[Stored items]
·····

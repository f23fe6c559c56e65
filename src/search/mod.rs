//! Parallel search fan-out/fan-in
//!
//! A research request is expanded into N sub-queries, split across exactly
//! three search workers by `index mod 3`, executed concurrently, and merged
//! back in generation order. One group failing wholesale never aborts the
//! fan-in: its queries come back as failure placeholders.

use std::sync::Arc;

use async_trait::async_trait;
use futures::future::join_all;
use tracing::{debug, warn};

use crate::error::OrchestrationError;
use crate::gemini::GeminiClient;
use crate::models::{Query, ReportBundle, SearchResult};
use crate::Result;

/// Fixed worker count; group assignment is `index mod 3`.
pub const GROUP_COUNT: usize = 3;

/// Hard ceiling on generated sub-queries, matching the very-complex band.
pub const MAX_QUERIES: usize = 12;

/// Pipeline stages, traced as the fan-out advances.
#[derive(Debug, Clone, Copy, PartialEq, Eq)]
enum Phase {
    Generating,
    Dispatching,
    Awaiting,
    Merging,
    Done,
}

impl Phase {
    fn as_str(self) -> &'static str {
        match self {
            Phase::Generating => "generating",
            Phase::Dispatching => "dispatching",
            Phase::Awaiting => "awaiting",
            Phase::Merging => "merging",
            Phase::Done => "done",
        }
    }
}

/// Produces the sub-queries for one research request. The count is a policy
/// decision of the implementation: 3–6 for simple questions, 6–9 for
/// complex, 9–12 for very complex.
#[async_trait]
pub trait QueryGenerator: Send + Sync {
    async fn generate(&self, request: &str) -> Result<Vec<Query>>;
}

/// Executes one group's queries and returns a result per query, in the
/// order given. Whether the group works sequentially or concurrently is the
/// implementation's choice; the merge re-sorts by original index anyway.
#[async_trait]
pub trait SearchWorker: Send + Sync {
    async fn run(&self, queries: Vec<Query>) -> Result<Vec<SearchResult>>;
}

//
// ================= Query generation =================
//

/// Offline generator: derives the query count from simple complexity cues
/// and instantiates fixed research angles. Keeps the pipeline functional
/// without an LLM dependency.
pub struct HeuristicQueryGenerator;

const RESEARCH_ANGLES: &[&str] = &[
    "current state of",
    "key players in",
    "recent developments in",
    "market size and growth of",
    "risks and headwinds for",
    "outlook and forecasts for",
    "regulation and policy affecting",
    "competitive landscape of",
    "supply chain of",
    "investment flows into",
    "technology shifts in",
    "consumer demand for",
];

impl HeuristicQueryGenerator {
    fn query_count(request: &str) -> usize {
        let words = request.split_whitespace().count();
        let clauses = request
            .matches(|c| c == ',' || c == ';' || c == '?')
            .count()
            + request.to_lowercase().matches(" and ").count();

        // Band midpoints: simple 3-6, complex 6-9, very complex 9-12.
        if words > 25 || clauses >= 4 {
            10
        } else if words > 12 || clauses >= 2 {
            7
        } else {
            4
        }
    }
}

#[async_trait]
impl QueryGenerator for HeuristicQueryGenerator {
    async fn generate(&self, request: &str) -> Result<Vec<Query>> {
        let topic = request.trim();
        if topic.is_empty() {
            return Err(OrchestrationError::SearchError(
                "empty research request".to_string(),
            ));
        }

        let count = Self::query_count(topic).min(MAX_QUERIES);
        let queries = RESEARCH_ANGLES
            .iter()
            .take(count)
            .enumerate()
            .map(|(index, angle)| Query {
                index,
                text: format!("{angle} {topic}"),
            })
            .collect();

        Ok(queries)
    }
}

/// LLM-backed generator in the same contract: one query per output line.
pub struct GeminiQueryGenerator {
    client: Arc<GeminiClient>,
}

const QUERY_GENERATION_SYSTEM: &str = "\
You expand a research request into distinct web search queries.
Decide the count by complexity: 3-6 for simple requests, 6-9 for complex,
9-12 for very complex. Cover different angles (current state, players,
data, policy, risks, outlook) without overlap. Output one query per line,
nothing else.";

impl GeminiQueryGenerator {
    pub fn new(client: Arc<GeminiClient>) -> Self {
        Self { client }
    }
}

#[async_trait]
impl QueryGenerator for GeminiQueryGenerator {
    async fn generate(&self, request: &str) -> Result<Vec<Query>> {
        let text = self
            .client
            .generate(QUERY_GENERATION_SYSTEM, request)
            .await?;

        let queries: Vec<Query> = text
            .lines()
            .map(|line| line.trim_start_matches(|c: char| c.is_ascii_digit() || c == '.' || c == '-' || c == ')' || c == ' '))
            .map(str::trim)
            .filter(|line| !line.is_empty())
            .take(MAX_QUERIES)
            .enumerate()
            .map(|(index, line)| Query {
                index,
                text: line.to_string(),
            })
            .collect();

        if queries.is_empty() {
            return Err(OrchestrationError::SearchError(
                "query generation produced no queries".to_string(),
            ));
        }

        Ok(queries)
    }
}

//
// ================= Workers =================
//

/// Search worker backed by grounded generation: each query is answered with
/// web-search grounding and its attributions become the sources.
pub struct GroundedSearchWorker {
    client: Arc<GeminiClient>,
}

const SEARCH_SYSTEM: &str = "\
Answer the query using web search grounding. Summarize the findings in a
few concise sentences aimed at an equity research reader.";

impl GroundedSearchWorker {
    pub fn new(client: Arc<GeminiClient>) -> Self {
        Self { client }
    }
}

#[async_trait]
impl SearchWorker for GroundedSearchWorker {
    async fn run(&self, queries: Vec<Query>) -> Result<Vec<SearchResult>> {
        let mut results = Vec::with_capacity(queries.len());

        for query in queries {
            match self.client.generate_grounded(SEARCH_SYSTEM, &query.text).await {
                Ok(answer) => results.push(SearchResult {
                    query,
                    sources: answer.sources,
                    summary: answer.text,
                    error: None,
                }),
                Err(e) => {
                    // A single failed query degrades to a placeholder; the
                    // rest of the group proceeds.
                    warn!(query = %query.text, error = %e, "Search query failed");
                    results.push(SearchResult::failure(query, &e.to_string()));
                }
            }
        }

        Ok(results)
    }
}

//
// ================= Fan-out / fan-in =================
//

/// Deterministic round-robin partition: group k holds queries with
/// `index mod 3 == k`, so group sizes differ by at most 1.
pub fn partition(queries: &[Query]) -> [Vec<Query>; GROUP_COUNT] {
    let mut groups: [Vec<Query>; GROUP_COUNT] = Default::default();
    for query in queries {
        groups[query.group()].push(query.clone());
    }
    groups
}

pub struct SearchPipeline {
    generator: Arc<dyn QueryGenerator>,
    workers: [Arc<dyn SearchWorker>; GROUP_COUNT],
}

impl SearchPipeline {
    pub fn new(
        generator: Arc<dyn QueryGenerator>,
        workers: [Arc<dyn SearchWorker>; GROUP_COUNT],
    ) -> Self {
        Self { generator, workers }
    }

    /// Pipeline backed entirely by one grounded client, one worker per
    /// group.
    pub fn grounded(client: Arc<GeminiClient>) -> Self {
        Self {
            generator: Arc::new(GeminiQueryGenerator::new(client.clone())),
            workers: [
                Arc::new(GroundedSearchWorker::new(client.clone())),
                Arc::new(GroundedSearchWorker::new(client.clone())),
                Arc::new(GroundedSearchWorker::new(client)),
            ],
        }
    }

    /// Run the full fan-out/fan-in cycle for one request.
    pub async fn run(&self, request: &str) -> Result<ReportBundle> {
        debug!(phase = Phase::Generating.as_str(), request, "Search pipeline");
        let queries = self.generator.generate(request).await?;
        if queries.is_empty() {
            return Err(OrchestrationError::SearchError(
                "no sub-queries generated".to_string(),
            ));
        }

        debug!(
            phase = Phase::Dispatching.as_str(),
            count = queries.len(),
            "Partitioning queries"
        );
        let groups = partition(&queries);

        debug!(phase = Phase::Awaiting.as_str(), "Dispatching 3 workers");
        let futures = groups
            .iter()
            .cloned()
            .zip(self.workers.iter())
            .map(|(group, worker)| {
                let worker = Arc::clone(worker);
                async move {
                    let assigned = group.clone();
                    match worker.run(group).await {
                        Ok(results) => results,
                        Err(e) => {
                            // Whole-group failure: placeholder per query,
                            // never abort the fan-in.
                            warn!(error = %e, "Search group failed");
                            assigned
                                .into_iter()
                                .map(|q| SearchResult::failure(q, &e.to_string()))
                                .collect()
                        }
                    }
                }
            });

        let group_results = join_all(futures).await;

        debug!(phase = Phase::Merging.as_str(), "Merging group results");
        let mut results: Vec<SearchResult> = group_results.into_iter().flatten().collect();
        results.sort_by_key(|r| r.query.index);

        debug!(
            phase = Phase::Done.as_str(),
            results = results.len(),
            failures = results.iter().filter(|r| r.is_failure()).count(),
            "Search pipeline complete"
        );

        Ok(ReportBundle { results })
    }
}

·····

» **Brief**
Show a copy of each line from the records above in which the string "futures" occurs.

» **The answer**
use futures::future::join_all;
        let futures = groups
        let group_results = join_all(futures).await;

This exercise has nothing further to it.